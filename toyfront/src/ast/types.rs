/// The declared type of a name.
#[derive(Debug, Clone, Copy, PartialEq, Eq, Hash)]
pub enum Type {
    Boolean,
    Number,
}
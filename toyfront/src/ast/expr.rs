use std::fmt::{Display, Formatter};

/// A literal expression.
///
/// Two expressions are equal when they are the same variant and hold the same value.
/// Expressions of different variants are never equal, so `BooleanLiteral(true)` and
/// `NumberLiteral(1)` differ even though both render as `1`.
#[derive(Debug, Clone, Copy, PartialEq, Eq, Hash)]
pub enum Expression {
    BooleanLiteral(bool),
    NumberLiteral(u32),
}

impl Expression {
    pub fn as_bool(&self) -> Option<bool> {
        match self {
            Expression::BooleanLiteral(value) => Some(*value),
            Expression::NumberLiteral(_) => None,
        }
    }

    pub fn as_number(&self) -> Option<u32> {
        match self {
            Expression::BooleanLiteral(_) => None,
            Expression::NumberLiteral(value) => Some(*value),
        }
    }
}

/// Renders the payload in decimal: `1` or `0` for booleans, the digits for numbers.
impl Display for Expression {
    fn fmt(&self, f: &mut Formatter<'_>) -> std::fmt::Result {
        match self {
            Expression::BooleanLiteral(value) => write!(f, "{}", u8::from(*value)),
            Expression::NumberLiteral(value) => write!(f, "{value}"),
        }
    }
}
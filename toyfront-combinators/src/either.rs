use crate::Parser;
use std::fmt::{Debug, Formatter};

/// Ordered choice: the first alternative that matches wins.
///
/// Every alternative is tried from the same starting cursor. Alternatives after the
/// winning one are never invoked. If none matches, the cursor is left untouched.
pub struct Either<'a, O> {
    alternatives: Vec<Box<dyn Parser<Output = O> + 'a>>,
}

impl<'a, O> Either<'a, O> {
    /// An `Either` without alternatives, which never matches.
    pub fn new() -> Self {
        Self {
            alternatives: Vec::new(),
        }
    }

    /// Appends an alternative, tried after all the ones added before it.
    pub fn or(mut self, alternative: impl Parser<Output = O> + 'a) -> Self {
        self.alternatives.push(Box::new(alternative));
        self
    }

    pub fn len(&self) -> usize {
        self.alternatives.len()
    }

    pub fn is_empty(&self) -> bool {
        self.alternatives.is_empty()
    }
}

impl<O> Default for Either<'_, O> {
    fn default() -> Self {
        Self::new()
    }
}

impl<'a, O> From<Vec<Box<dyn Parser<Output = O> + 'a>>> for Either<'a, O> {
    fn from(alternatives: Vec<Box<dyn Parser<Output = O> + 'a>>) -> Self {
        Self { alternatives }
    }
}

impl<O> Debug for Either<'_, O> {
    fn fmt(&self, f: &mut Formatter<'_>) -> std::fmt::Result {
        f.debug_struct("Either")
            .field("alternatives", &self.alternatives.len())
            .finish()
    }
}

impl<O> Parser for Either<'_, O> {
    type Output = O;

    fn parse(&self, input: &str, cursor: &mut usize) -> Option<O> {
        let start = *cursor;

        for (index, alternative) in self.alternatives.iter().enumerate() {
            *cursor = start;
            if let Some(output) = alternative.parse(input, cursor) {
                log::trace!("alternative {index} matched at {start}");
                return Some(output);
            }
        }

        *cursor = start;
        None
    }
}

#[cfg(test)]
mod tests {
    use crate::{either, Either, Literal, Parser};
    use std::cell::Cell;

    /// Counts how often it is invoked, and matches whatever `inner` matches.
    struct Probe<'c, P> {
        inner: P,
        calls: &'c Cell<usize>,
    }

    impl<P: Parser> Parser for Probe<'_, P> {
        type Output = P::Output;

        fn parse(&self, input: &str, cursor: &mut usize) -> Option<P::Output> {
            self.calls.set(self.calls.get() + 1);
            self.inner.parse(input, cursor)
        }
    }

    /// Consumes a character and then reports failure without restoring the cursor.
    struct Sloppy;

    impl Parser for Sloppy {
        type Output = ();

        fn parse(&self, _input: &str, cursor: &mut usize) -> Option<()> {
            *cursor += 1;
            None
        }
    }

    #[test]
    fn first_match_wins() {
        let p = either![Literal::new("a").map(|()| 1), Literal::new("ab").map(|()| 2)];
        let mut cursor = 0;
        assert_eq!(p.parse("ab", &mut cursor), Some(1));
        assert_eq!(cursor, 1);
    }

    #[test]
    fn later_alternative_matches() {
        let p = either![Literal::new("x"), Literal::new("y"), Literal::new("z")];
        let mut cursor = 1;
        assert!(p.matches("az", &mut cursor));
        assert_eq!(cursor, 2);
    }

    #[test]
    fn short_circuit() {
        let calls = Cell::new(0);
        let p = either![
            Literal::new("true"),
            Probe {
                inner: Literal::new("t"),
                calls: &calls,
            },
        ];

        let mut cursor = 0;
        assert!(p.matches("true", &mut cursor));
        assert_eq!(cursor, 4);
        assert_eq!(calls.get(), 0);

        // the probe is reached once the first alternative fails
        let mut cursor = 0;
        assert!(p.matches("tx", &mut cursor));
        assert_eq!(cursor, 1);
        assert_eq!(calls.get(), 1);
    }

    #[test]
    fn all_fail() {
        let p = either![Literal::new(" "), Literal::new("\t"), Literal::new("\n")];
        let mut cursor = 0;
        assert!(!p.matches("x", &mut cursor));
        assert_eq!(cursor, 0);
    }

    #[test]
    fn empty_never_matches() {
        let p: Either<'_, ()> = Either::new();
        assert!(p.is_empty());
        let mut cursor = 0;
        assert!(!p.matches("", &mut cursor));
        assert_eq!(cursor, 0);
    }

    #[test]
    fn attempts_start_from_the_same_cursor() {
        let p = either![Sloppy, Literal::new("ab")];
        let mut cursor = 0;
        assert!(p.matches("ab", &mut cursor));
        assert_eq!(cursor, 2);

        let p = either![Sloppy, Sloppy];
        let mut cursor = 0;
        assert!(!p.matches("ab", &mut cursor));
        assert_eq!(cursor, 0);
    }

    #[test]
    fn from_boxed_alternatives() {
        let alternatives: Vec<Box<dyn Parser<Output = bool>>> = vec![
            Box::new(Literal::new("yes").map(|()| true)),
            Box::new(Literal::new("no").map(|()| false)),
        ];
        let p = Either::from(alternatives);
        assert_eq!(p.len(), 2);

        let mut cursor = 0;
        assert_eq!(p.parse("no", &mut cursor), Some(false));
        assert_eq!(cursor, 2);
    }
}
use crate::Parser;

/// A text buffer together with the cursor of one top-level parse.
///
/// The cursor is only ever lent out to one parser at a time, through [`Input::run`].
#[derive(Debug, Clone, Copy, PartialEq, Eq)]
pub struct Input<'a> {
    text: &'a str,
    position: usize,
}

impl<'a> Input<'a> {
    pub fn new(text: &'a str) -> Self {
        Self { text, position: 0 }
    }

    /// Runs `parser` at the current position, advancing past whatever it consumed.
    pub fn run<P: Parser + ?Sized>(&mut self, parser: &P) -> Option<P::Output> {
        let start = self.position;
        let output = parser.parse(self.text, &mut self.position);
        debug_assert!(
            output.is_some() || self.position == start,
            "parser failed but moved the cursor from {start} to {}",
            self.position
        );
        output
    }

    pub fn position(&self) -> usize {
        self.position
    }

    pub fn text(&self) -> &'a str {
        self.text
    }

    /// The part of the text that has not been consumed yet.
    pub fn rest(&self) -> &'a str {
        self.text.get(self.position..).unwrap_or_default()
    }

    pub fn is_exhausted(&self) -> bool {
        self.position >= self.text.len()
    }
}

--

(WORK TO COMPLETE): Every line holding the word "usize" should be copied out of the records above.

(TASK OUTPUT):
    pub fn len(&self) -> usize {
    fn parse(&self, input: &str, cursor: &mut usize) -> Option<O> {
        calls: &'c Cell<usize>,
        fn parse(&self, input: &str, cursor: &mut usize) -> Option<P::Output> {
        fn parse(&self, _input: &str, cursor: &mut usize) -> Option<()> {
    position: usize,
    pub fn position(&self) -> usize {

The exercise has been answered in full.